Kim YJ, Kim JH, Lee KJ, Choi MM, Kim YH, Rhie GE, Yoo CK, Cha K, Shin NR - PLoS ONE (2015)

Bottom Line: Proinflammatory mediators such as nitric oxide (NO) and tumor necrosis factor alpha (TNFα) were induced in a dose-dependent manner in BoNT/A-stimulated RAW264.7 cells.Increased expression of these factors was inhibited by monoclonal anti-Toll-like receptor 2 (TLR2) and inhibitors specific to intracellular proteins such as c-Jun N-terminal kinase (JNK), extracellular signal-regulated kinase (ERK), and p38 mitogen-activated protein kinase (MAPK).As confirmed by TLR2-/- knock out experiments, these results suggest that BoNT/A induces global gene expression changes in host immune cells and that host responses to BoNT/A proceed through a TLR2-dependent pathway, which is modulated by JNK, ERK, and p38 MAPK.

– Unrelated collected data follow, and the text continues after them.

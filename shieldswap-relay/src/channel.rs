use async_trait::async_trait;
use ethers::types::{Address, H256};

use crate::error::RelayError;
use crate::types::{FeeAdvert, RelaySubmission};

/// One way of reaching relays for a network.
#[async_trait]
pub trait RelayChannel: Send + Sync {
    /// Short name for logs.
    fn kind(&self) -> &'static str;

    async fn connect(&self) -> Result<(), RelayError>;

    /// Current fee adverts for `fee_token`; may include expired ones.
    async fn fee_adverts(&self, fee_token: Address) -> Result<Vec<FeeAdvert>, RelayError>;

    /// Hand a proven transaction to a relay; returns the public tx hash.
    async fn submit(&self, submission: &RelaySubmission) -> Result<H256, RelayError>;
}
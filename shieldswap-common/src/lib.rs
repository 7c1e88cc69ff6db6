//! Shared types for the shieldswap private transaction orchestrator.
//!
//! Everything in here is plain data plus two small behaviours that several
//! crates lean on: monotonic progress reporting and the retry policy used at
//! the engine boundary.

pub mod network;
pub mod progress;
pub mod retry;
pub mod types;

pub use network::{
    default_networks, ArtifactProfile, CircuitShape, DistributionSource, EvmGasType,
    NetworkConfig, NetworkEnvironment, NetworkName, NetworkRegistry, PoiArtifactConfig,
    UnknownNetwork,
};
pub use progress::{ProgressEvent, ProgressRange, ProgressReporter, ProgressStage};
pub use retry::RetryPolicy;
pub use types::{
    OperationKind, RelayQuote, ShieldedBalanceInfo, TokenAmount, TxidVersion, WalletId,
    BASIS_POINTS,
};

/// Re-exported so downstream crates agree on one amount/address type.
pub use ethers::types::{Address, H256, U256};
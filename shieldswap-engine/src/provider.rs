//! Per-network provider loading.
//!
//! Opening the engine's data connection is expensive and the upstream RPC
//! rate-limits aggressively, so each network is loaded at most once at a time
//! and remembered once it succeeds.

use std::collections::{HashMap, HashSet};
use std::sync::{Arc, Mutex};

use futures::future::{BoxFuture, FutureExt, Shared};
use serde::Serialize;
use shieldswap_artifacts::ArtifactCache;
use shieldswap_common::{NetworkConfig, NetworkName};
use tracing::{error, info, warn};

use crate::bootstrap::{lock, EngineBootstrap};
use crate::engine::ProviderSettings;

type LoadFuture = Shared<BoxFuture<'static, bool>>;

#[derive(Clone, Copy, Debug, PartialEq, Eq, Serialize)]
#[serde(rename_all = "snake_case")]
pub enum ProviderState {
    NotLoaded,
    Loading,
    Loaded,
}

#[derive(Clone)]
pub struct ProviderLoader {
    inner: Arc<LoaderInner>,
}

struct LoaderInner {
    bootstrap: EngineBootstrap,
    artifacts: Arc<ArtifactCache>,
    loaded: Mutex<HashSet<NetworkName>>,
    in_flight: Mutex<HashMap<NetworkName, LoadFuture>>,
}

impl ProviderLoader {
    pub fn new(bootstrap: EngineBootstrap, artifacts: Arc<ArtifactCache>) -> Self {
        Self {
            inner: Arc::new(LoaderInner {
                bootstrap,
                artifacts,
                loaded: Mutex::new(HashSet::new()),
                in_flight: Mutex::new(HashMap::new()),
            }),
        }
    }

    pub fn state(&self, network: &NetworkName) -> ProviderState {
        if lock(&self.inner.loaded).contains(network) {
            ProviderState::Loaded
        } else if lock(&self.inner.in_flight).contains_key(network) {
            ProviderState::Loading
        } else {
            ProviderState::NotLoaded
        }
    }

    /// Make sure the engine has a data connection for `network`.
    ///
    /// Returns `false` when the engine is not ready or the connection could not
    /// be opened; the reason is logged.
    pub async fn load_provider(&self, network: &NetworkConfig) -> bool {
        if !self.inner.bootstrap.is_ready() {
            error!(network = %network.name, "cannot load provider: engine not ready");
            return false;
        }

        let load = {
            let mut in_flight = lock(&self.inner.in_flight);
            // Checked under the in-flight lock so a load finishing right now
            // cannot be started twice.
            if lock(&self.inner.loaded).contains(&network.name) {
                return true;
            }
            match in_flight.get(&network.name) {
                Some(pending) => pending.clone(),
                None => {
                    let pending = LoaderInner::load_future(self.inner.clone(), network.clone());
                    in_flight.insert(network.name.clone(), pending.clone());
                    pending
                }
            }
        };

        load.await
    }

    /// Forget every loaded network. Called when the engine shuts down, since
    /// a restarted engine has no data connections.
    pub fn reset(&self) {
        let mut loaded = lock(&self.inner.loaded);
        if !loaded.is_empty() {
            info!(networks = loaded.len(), "provider loads forgotten");
        }
        loaded.clear();
    }
}

impl LoaderInner {
    fn load_future(inner: Arc<Self>, network: NetworkConfig) -> LoadFuture {
        async move {
            let loaded = inner.load(&network).await;
            let mut in_flight = lock(&inner.in_flight);
            if loaded {
                lock(&inner.loaded).insert(network.name.clone());
            }
            in_flight.remove(&network.name);
            loaded
        }
        .boxed()
        .shared()
    }

    async fn load(&self, network: &NetworkConfig) -> bool {
        let report = self.artifacts.ensure_artifacts(network).await;
        if !report.is_complete() {
            warn!(
                network = %network.name,
                failed = report.failed.len(),
                "loading provider with incomplete artifacts"
            );
        }

        let settings = ProviderSettings::for_network(network);
        match self
            .bootstrap
            .engine()
            .load_provider(network, &settings)
            .await
        {
            Ok(()) => {
                info!(network = %network.name, batch_max_count = settings.batch_max_count, "provider loaded");
                true
            }
            Err(err) if err.is_rate_limited() => {
                warn!(network = %network.name, error = %err, "provider load rate limited");
                false
            }
            Err(err) => {
                error!(network = %network.name, error = %err, "provider load failed");
                false
            }
        }
    }
}
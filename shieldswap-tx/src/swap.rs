//! Swap call assembly.
//!
//! A private swap runs two calls through the relay adapt contract: an ERC-20
//! approval of the router and the router's `execute`. The swapped output is
//! sent back to the relay adapt contract, which re-shields it.

use ethers::abi::{self, Token};
use ethers::types::{Address, Bytes, U256};
use ethers::utils::keccak256;
use serde::{Deserialize, Serialize};
use shieldswap_engine::ContractCall;

const APPROVE_SIGNATURE: &str = "approve(address,uint256)";
const EXECUTE_SIGNATURE: &str = "execute((address,bytes,uint256)[],uint256,uint256,address)";

/// One hop of a routed swap, as returned by the quote service.
#[derive(Clone, Debug, PartialEq, Eq, Serialize, Deserialize)]
#[serde(rename_all = "camelCase")]
pub struct SwapStep {
    pub target: Address,
    pub data: Bytes,
    #[serde(default)]
    pub value: U256,
}

#[derive(Clone, Debug, PartialEq, Eq, Serialize, Deserialize)]
#[serde(rename_all = "camelCase")]
pub struct SwapQuote {
    pub sell_token: Address,
    pub buy_token: Address,
    pub from_amount: U256,
    pub to_amount: U256,
    pub min_received: U256,
    pub router: Address,
    pub steps: Vec<SwapStep>,
}

fn selector(signature: &str) -> [u8; 4] {
    let hash = keccak256(signature.as_bytes());
    [hash[0], hash[1], hash[2], hash[3]]
}

fn call(to: Address, signature: &str, args: &[Token]) -> ContractCall {
    let mut data = selector(signature).to_vec();
    data.extend_from_slice(&abi::encode(args));
    ContractCall {
        to,
        data: Bytes::from(data),
        value: U256::zero(),
    }
}

pub fn approve_call(token: Address, spender: Address, amount: U256) -> ContractCall {
    call(
        token,
        APPROVE_SIGNATURE,
        &[Token::Address(spender), Token::Uint(amount)],
    )
}

pub fn execute_call(
    router: Address,
    steps: &[SwapStep],
    amount_in: U256,
    min_out: U256,
    recipient: Address,
) -> ContractCall {
    let steps = steps
        .iter()
        .map(|step| {
            Token::Tuple(vec![
                Token::Address(step.target),
                Token::Bytes(step.data.to_vec()),
                Token::Uint(step.value),
            ])
        })
        .collect();
    call(
        router,
        EXECUTE_SIGNATURE,
        &[
            Token::Array(steps),
            Token::Uint(amount_in),
            Token::Uint(min_out),
            Token::Address(recipient),
        ],
    )
}

/// Approval followed by execution, for `amount_in` of the sell token.
pub fn swap_calls(quote: &SwapQuote, amount_in: U256, min_out: U256, recipient: Address) -> Vec<ContractCall> {
    vec![
        approve_call(quote.sell_token, quote.router, amount_in),
        execute_call(quote.router, &quote.steps, amount_in, min_out, recipient),
    ]
}

#[cfg(test)]
mod tests {
    use super::*;
    use ethers::abi::ParamType;

    #[test]
    fn approve_uses_erc20_selector() {
        let call = approve_call(
            Address::repeat_byte(1),
            Address::repeat_byte(2),
            U256::from(997u64),
        );
        assert_eq!(&call.data[..4], &[0x09, 0x5e, 0xa7, 0xb3]);
        let decoded = abi::decode(&[ParamType::Address, ParamType::Uint(256)], &call.data[4..]).unwrap();
        assert_eq!(decoded[0], Token::Address(Address::repeat_byte(2)));
        assert_eq!(decoded[1], Token::Uint(U256::from(997u64)));
        assert_eq!(call.to, Address::repeat_byte(1));
    }

    #[test]
    fn execute_encodes_adjusted_amounts() {
        let quote = SwapQuote {
            sell_token: Address::repeat_byte(0xaa),
            buy_token: Address::repeat_byte(0xbb),
            from_amount: U256::from(1_000u64),
            to_amount: U256::from(2_100u64),
            min_received: U256::from(2_000u64),
            router: Address::repeat_byte(0xcc),
            steps: vec![SwapStep {
                target: Address::repeat_byte(0xdd),
                data: Bytes::from(vec![0xab, 0xcd]),
                value: U256::zero(),
            }],
        };
        let calls = swap_calls(&quote, U256::from(997u64), U256::from(1_994u64), Address::repeat_byte(0xee));
        assert_eq!(calls.len(), 2);
        assert_eq!(calls[1].to, quote.router);

        let params = [
            ParamType::Array(Box::new(ParamType::Tuple(vec![
                ParamType::Address,
                ParamType::Bytes,
                ParamType::Uint(256),
            ]))),
            ParamType::Uint(256),
            ParamType::Uint(256),
            ParamType::Address,
        ];
        let decoded = abi::decode(&params, &calls[1].data[4..]).unwrap();
        assert_eq!(decoded[1], Token::Uint(U256::from(997u64)));
        assert_eq!(decoded[2], Token::Uint(U256::from(1_994u64)));
        assert_eq!(decoded[3], Token::Address(Address::repeat_byte(0xee)));
    }
}
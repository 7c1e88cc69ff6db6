//! Progress events for long-running private operations.
//!
//! Progress is published on a channel the caller may drain or drop. Values
//! never decrease and `100` is only published by [`ProgressReporter::complete`].

use serde::Serialize;
use tokio::sync::mpsc;

/// Highest value reported before an operation has actually succeeded.
const CEILING_BEFORE_COMPLETE: f64 = 99.0;

#[derive(Clone, Copy, Debug, PartialEq, Eq, Serialize)]
#[serde(rename_all = "snake_case")]
pub enum ProgressStage {
    Connecting,
    Syncing,
    QuotingRelay,
    EstimatingGas,
    Signing,
    Proving,
    Populating,
    Submitting,
    Confirming,
    Resyncing,
    Complete,
}

#[derive(Clone, Copy, Debug, PartialEq, Serialize)]
pub struct ProgressEvent {
    pub stage: ProgressStage,
    pub percent: f64,
}

/// Slice of the overall progress bar a sub-task occupies.
#[derive(Clone, Copy, Debug, PartialEq)]
pub struct ProgressRange {
    pub start: f64,
    pub end: f64,
}

impl ProgressRange {
    /// Proof generation dominates the wall clock of a private transaction.
    pub const PROOF: Self = Self {
        start: 15.0,
        end: 80.0,
    };

    /// Map a sub-task's own 0–100 value into this slice.
    pub fn map(&self, inner: f64) -> f64 {
        let inner = if inner.is_finite() {
            inner.clamp(0.0, 100.0)
        } else {
            0.0
        };
        self.start + (self.end - self.start) * inner / 100.0
    }
}

/// Publishes monotonic progress for one operation.
#[derive(Debug)]
pub struct ProgressReporter {
    sink: Option<mpsc::UnboundedSender<ProgressEvent>>,
    last: f64,
}

impl ProgressReporter {
    pub fn new(sink: mpsc::UnboundedSender<ProgressEvent>) -> Self {
        Self {
            sink: Some(sink),
            last: 0.0,
        }
    }

    /// A reporter nobody listens to.
    pub fn silent() -> Self {
        Self {
            sink: None,
            last: 0.0,
        }
    }

    pub fn from_option(sink: Option<mpsc::UnboundedSender<ProgressEvent>>) -> Self {
        Self { sink, last: 0.0 }
    }

    pub fn last(&self) -> f64 {
        self.last
    }

    pub fn report(&mut self, stage: ProgressStage, percent: f64) {
        let percent = if percent.is_finite() { percent } else { 0.0 };
        let percent = percent.clamp(0.0, CEILING_BEFORE_COMPLETE).max(self.last);
        self.emit(stage, percent);
    }

    /// Report the operation as finished. Only call after success.
    pub fn complete(&mut self) {
        self.emit(ProgressStage::Complete, 100.0);
    }

    fn emit(&mut self, stage: ProgressStage, percent: f64) {
        self.last = percent;
        if let Some(sink) = &self.sink {
            // A dropped receiver means the caller stopped listening.
            if sink.send(ProgressEvent { stage, percent }).is_err() {
                self.sink = None;
            }
        }
    }
}
//! Operator configuration.
//!
//! Built-in defaults, then `shieldswap.toml` (or the file passed with
//! `--config`), then `SHIELDSWAP_*` environment variables. Nested keys use a
//! double underscore: `SHIELDSWAP_POI__CONTENT_HASH`.

use std::path::{Path, PathBuf};
use std::time::Duration;

use anyhow::{Context, Result};
use serde::Deserialize;
use shieldswap_common::{default_networks, NetworkConfig, NetworkRegistry, PoiArtifactConfig};

const DEFAULT_CONFIG_NAME: &str = "shieldswap";

#[derive(Clone, Copy, Debug, Default, PartialEq, Eq, Deserialize)]
#[serde(rename_all = "lowercase")]
pub enum LogFormat {
    #[default]
    Pretty,
    Json,
}

#[derive(Clone, Debug, Deserialize)]
pub struct CliConfig {
    /// Root of everything the orchestrator persists.
    #[serde(default = "default_data_dir")]
    pub data_dir: PathBuf,
    #[serde(default)]
    pub log_format: LogFormat,
    /// Added to, or replacing, the built-in networks by name.
    #[serde(default)]
    pub networks: Vec<NetworkConfig>,
    #[serde(default)]
    pub poi: PoiArtifactConfig,
    #[serde(default = "default_relay_lookup_timeout_secs")]
    pub relay_lookup_timeout_secs: u64,
}

fn default_data_dir() -> PathBuf {
    PathBuf::from("shieldswap-data")
}

fn default_relay_lookup_timeout_secs() -> u64 {
    10
}

impl CliConfig {
    pub fn load(path: Option<&Path>) -> Result<Self> {
        let file = match path {
            Some(path) => ::config::File::from(path.to_path_buf()).required(true),
            None => ::config::File::with_name(DEFAULT_CONFIG_NAME).required(false),
        };
        ::config::Config::builder()
            .add_source(file)
            .add_source(
                ::config::Environment::with_prefix("SHIELDSWAP")
                    .separator("__")
                    .try_parsing(true),
            )
            .build()
            .context("failed to read configuration")?
            .try_deserialize()
            .context("invalid configuration")
    }

    pub fn registry(&self) -> NetworkRegistry {
        let mut registry = default_networks();
        for network in &self.networks {
            registry.insert(network.clone());
        }
        registry
    }

    pub fn artifact_db(&self) -> PathBuf {
        self.data_dir.join("artifacts")
    }

    pub fn relay_lookup_timeout(&self) -> Duration {
        Duration::from_secs(self.relay_lookup_timeout_secs)
    }
}

#[cfg(test)]
mod tests {
    use super::*;
    use shieldswap_common::NetworkName;
    use std::io::Write;

    #[test]
    fn file_overrides_defaults_and_extends_networks() {
        let mut file = tempfile::Builder::new().suffix(".toml").tempfile().unwrap();
        write!(
            file,
            r#"
data_dir = "/var/lib/shieldswap"
log_format = "json"

[[networks]]
name = "devnet"
chain_id = 31337
environment = "test"
gas_type = "type0"
rpc_url = "http://127.0.0.1:8545"
wrapped_native_token = "0x5FbDB2315678afecb367f032d93F642f64180aa3"
test_relay_url = "http://127.0.0.1:3010"

[networks.artifacts]
storage_prefix = "devnet"
"#
        )
        .unwrap();

        let config = CliConfig::load(Some(file.path())).unwrap();

        assert_eq!(config.data_dir, PathBuf::from("/var/lib/shieldswap"));
        assert_eq!(config.log_format, LogFormat::Json);
        assert_eq!(config.relay_lookup_timeout(), Duration::from_secs(10));

        let registry = config.registry();
        let devnet = registry.get(&NetworkName::new("devnet")).unwrap();
        assert!(devnet.is_test());
        assert_eq!(devnet.provider_batch_max_count, 1);
        assert_eq!(devnet.unshield_fee_bps, 25);
        assert!(registry.get(&NetworkName::new("ethereum")).is_ok());
    }

    #[test]
    fn missing_explicit_file_is_an_error() {
        let result = CliConfig::load(Some(Path::new("/nonexistent/shieldswap.toml")));
        assert!(result.is_err());
    }
}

View Article: PubMed Central - PubMed

Affiliation: Division of High-risk Pathogen Research, Center for Infectious Diseases, Korea National Institute of Health, Korea Centers for Disease Control and Prevention, Cheongju, Korea.

ABSTRACT
Botulinum neurotoxin type A (BoNT/A) is the most potent protein toxin and causes fatal flaccid muscle paralysis by blocking neurotransmission. Application of BoNT/A has been extended to the fields of therapeutics and biodefense. Nevertheless, the global response of host immune cells to authentic BoNT/A has not been reported. Employing microarray analysis, we performed global transcriptional profiling of RAW264.7 cells, a murine alveolar macrophage cell line. We identified 70 genes that were modulated following 1 nM BoNT/A treatment. The altered genes were mainly involved in signal transduction, immunity and defense, protein metabolism and modification, neuronal activities, intracellular protein trafficking, and muscle contraction. Microarray data were validated with real-time RT-PCR for seven selected genes including tlr2, tnf, inos, ccl4, slpi, stx11, and irg1. Proinflammatory mediators such as nitric oxide (NO) and tumor necrosis factor alpha (TNFα) were induced in a dose-dependent manner in BoNT/A-stimulated RAW264.7 cells. Increased expression of these factors was inhibited by monoclonal anti-Toll-like receptor 2 (TLR2) and inhibitors specific to intracellular proteins such as c-Jun N-terminal kinase (JNK), extracellular signal-regulated kinase (ERK), and p38 mitogen-activated protein kinase (MAPK). BoNT/A also suppressed lipopolysaccharide-induced NO and TNFα production from RAW264.7 macrophages at the transcription level by blocking activation of JNK, ERK, and p38 MAPK. As confirmed by TLR2-/- knock out experiments, these results suggest that BoNT/A induces global gene expression changes in host immune cells and that host responses to BoNT/A proceed through a TLR2-dependent pathway, which is modulated by JNK, ERK, and p38 MAPK.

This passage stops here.